Para la joven enfermera Clara Elena Pérez, las circunstancias para acercarse a aquel hecho fueron un golpe de suerte. Y, según sus propias palabras, la llevó allí la curiosidad.

«Las estudiantes de Enfermería, como es habitual, también prestábamos servicio en el hospital. En ese momento nos percatamos del bullicio y el movimiento de personas hacia la sala de estudio. Cuando trajeron a Fidel, los guardias estaban de aquí para allá como unos locos, y a nosotras no nos dejaban ni salir de nuestros puestos ni acercarnos al lugar. Pero la curiosidad es muy fuerte, y desde lejos pude ver cuando entró Fidel a la sala con un traje azul marino y una corbata roja, y con su actitud siempre altiva.

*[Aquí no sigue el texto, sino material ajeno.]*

//! Lot-wide counters and the per-frame reporting snapshot.

use std::collections::BTreeMap;

use lot_monitor_occupancy_models::{LotId, SpaceId, SpotReport};
use serde::{Deserialize, Serialize};

use crate::invoice::round_invoice;
use crate::state::Transition;

/// Lot-wide occupancy counters.
///
/// `occupied_count` and `available_count` describe the latest frame only.
/// The `total_*` fields accumulate over the whole monitoring session.
#[derive(Debug, Clone, Copy, Default, PartialEq, Eq, Serialize, Deserialize)]
#[serde(rename_all = "camelCase")]
pub struct LotAggregates {
    occupied_count: usize,
    available_count: usize,
    total_cars_served: u64,
    total_occupied_minutes: u64,
    total_revenue: u64,
}

impl LotAggregates {
    /// Counters for a lot of `space_count` spaces before its first frame.
    #[must_use]
    pub const fn new(space_count: usize) -> Self {
        Self {
            occupied_count: 0,
            available_count: space_count,
            total_cars_served: 0,
            total_occupied_minutes: 0,
            total_revenue: 0,
        }
    }

    /// Spaces occupied in the latest frame.
    #[must_use]
    pub const fn occupied_count(&self) -> usize {
        self.occupied_count
    }

    /// Spaces free in the latest frame.
    #[must_use]
    pub const fn available_count(&self) -> usize {
        self.available_count
    }

    /// Sessions opened so far.
    #[must_use]
    pub const fn total_cars_served(&self) -> u64 {
        self.total_cars_served
    }

    /// Billed minutes of all closed sessions.
    #[must_use]
    pub const fn total_occupied_minutes(&self) -> u64 {
        self.total_occupied_minutes
    }

    /// Rounded invoices of all closed sessions.
    #[must_use]
    pub const fn total_revenue(&self) -> u64 {
        self.total_revenue
    }

    /// Whether at least one space was free in the latest frame.
    #[must_use]
    pub const fn has_vacancy(&self) -> bool {
        self.available_count > 0
    }

    pub(crate) fn record(&mut self, transition: Transition) {
        match transition {
            Transition::SessionOpened => self.total_cars_served += 1,
            Transition::SessionClosed { minutes, invoice } => {
                self.total_occupied_minutes += minutes;
                self.total_revenue += round_invoice(invoice);
            }
            Transition::StillAvailable | Transition::SessionContinued => {}
        }
    }

    pub(crate) const fn set_frame_counts(&mut self, occupied: usize, total: usize) {
        self.occupied_count = occupied;
        self.available_count = total - occupied;
    }
}

/// Everything a reporting consumer needs after a frame.
#[derive(Debug, Clone, PartialEq, Serialize, Deserialize)]
#[serde(rename_all = "camelCase")]
pub struct LotSnapshot {
    /// Lot the snapshot belongs to.
    pub lot_id: LotId,
    /// Frames applied since the session started.
    pub frames_processed: u64,
    /// Per-space state keyed by space id.
    pub spots: BTreeMap<SpaceId, SpotReport>,
    /// Lot-wide counters.
    pub aggregates: LotAggregates,
    /// Whether the lot had a free space in the latest frame.
    pub has_vacancy: bool,
}

#[cfg(test)]
mod tests {
    use super::*;

    #[test]
    fn new_lot_is_fully_available() {
        let aggregates = LotAggregates::new(4);
        assert_eq!(aggregates.occupied_count(), 0);
        assert_eq!(aggregates.available_count(), 4);
        assert!(aggregates.has_vacancy());
    }

    #[test]
    fn records_session_lifecycle() {
        let mut aggregates = LotAggregates::new(1);
        aggregates.record(Transition::SessionOpened);
        aggregates.record(Transition::SessionContinued);
        aggregates.record(Transition::SessionClosed {
            minutes: 23,
            invoice: 2335.0,
        });
        aggregates.record(Transition::StillAvailable);

        assert_eq!(aggregates.total_cars_served(), 1);
        assert_eq!(aggregates.total_occupied_minutes(), 23);
        assert_eq!(aggregates.total_revenue(), 2300);
    }

    #[test]
    fn frame_counts_replace_previous_frame() {
        let mut aggregates = LotAggregates::new(5);
        aggregates.set_frame_counts(5, 5);
        assert!(!aggregates.has_vacancy());
        aggregates.set_frame_counts(2, 5);
        assert_eq!(aggregates.occupied_count(), 2);
        assert_eq!(aggregates.available_count(), 3);
    }

    #[test]
    fn snapshot_serializes_camel_case() {
        let snapshot = LotSnapshot {
            lot_id: LotId::new("north"),
            frames_processed: 1,
            spots: BTreeMap::from([(
                SpaceId::from_index(0),
                SpotReport {
                    time: 0,
                    invoice: 0.0,
                    is_available: true,
                },
            )]),
            aggregates: LotAggregates::new(1),
            has_vacancy: true,
        };
        let json = serde_json::to_value(&snapshot).unwrap();
        assert_eq!(json["lotId"], "north");
        assert_eq!(json["aggregates"]["availableCount"], 1);
        assert_eq!(json["aggregates"]["totalRevenue"], 0);
        assert_eq!(json["spots"]["1"]["isAvailable"], true);
    }
}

«Nosotras, que teníamos prohibido abandonar el servicio, nos fuimos por un portón de la parte de atrás del hospital y entramos al primer dormitorio de Enfermería, que es el que estaba al lado de la sala de estudio, y allí, en la pared, había una abertura cóncava, por la que nos rotamos para escuchar el juicio. En otro momento nos tiramos en el suelo para poder escuchar por debajo de la puerta, aunque lo único que podíamos ver eran sus pies.

«Como había varias muchachas en el dormitorio, escuchamos breves y dispersos fragmentos de su alegato, porque todas querían escuchar o verlo. Lo que sí recuerdo muy bien es que no había temblor en su voz y denunciaba todos los males de la sociedad que nadie se atrevía a mencionar en ese tiempo por el temor que tenía el pueblo».

La continuación de la Causa 37 de los tribunales de Urgencia de Santiago de Cuba se convirtió en escenario trascendental de tribuna revolucionaria.

Para las pocas personas presentes allí parecía una heroicidad que aquel joven de hablar apresurado, pero firme, estuviera tan informado de los problemas de la tierra, la industrialización, la vivienda, el desempleo, la educación y la salud del pueblo; denunciara el golpe de Estado, los crímenes contra sus compañeros y expusiera las líneas fundamentales de lo que luego sería el Programa de la Revolución en su preclaro discurso. Un discurso que traspasó las paredes de aquel reducido espacio con el sustento moral de quien se sabía, desde entonces, absuelto por la Historia.

Vigencia

SANTIAGO DE CUBA.— Juristas, historiadores, intelectuales y estudiantes universitarios participaron en el evento científico Aniversario 60 de La Historia me absolverá, que sesionó este martes en el Teatro Heredia.

Paneles, presentaciones de libros y el trabajo en comisiones marcaron los rumbos del evento, que profundizó en el contenido del alegato de Fidel desde el punto de vista ético, jurídico e histórico, precisó a la prensa Juana Randich Reyes, presidenta de la Unión Nacional de Juristas de Cuba en Santiago de Cuba.

Este 16 de octubre, en la Plaza de la Revolución Antonio Maceo, se hará entrega del carné de miembros de la Unión Nacional de Juristas de Cuba a más de una treintena de jóvenes recién egresados de la facultad de Derecho de la Universidad de Oriente, y jueces y fiscales tomarán posesión de sus cargos, además de firmar el Código de Ética de la organización.

Otros momentos importantes de las jornadas de homenaje serán la gala artística Palabras del Corazón, en el Teatro Heredia, y la develación de una tarja conmemorativa en el inmueble donde se constituyó el Movimiento 26 de Julio, sito en Carnicería No. 315, entre San Germán y Trinidad, donde vivió la luchadora María Antonia Figueroa, primera tesorera de la organización clandestina en la Ciudad Heroína.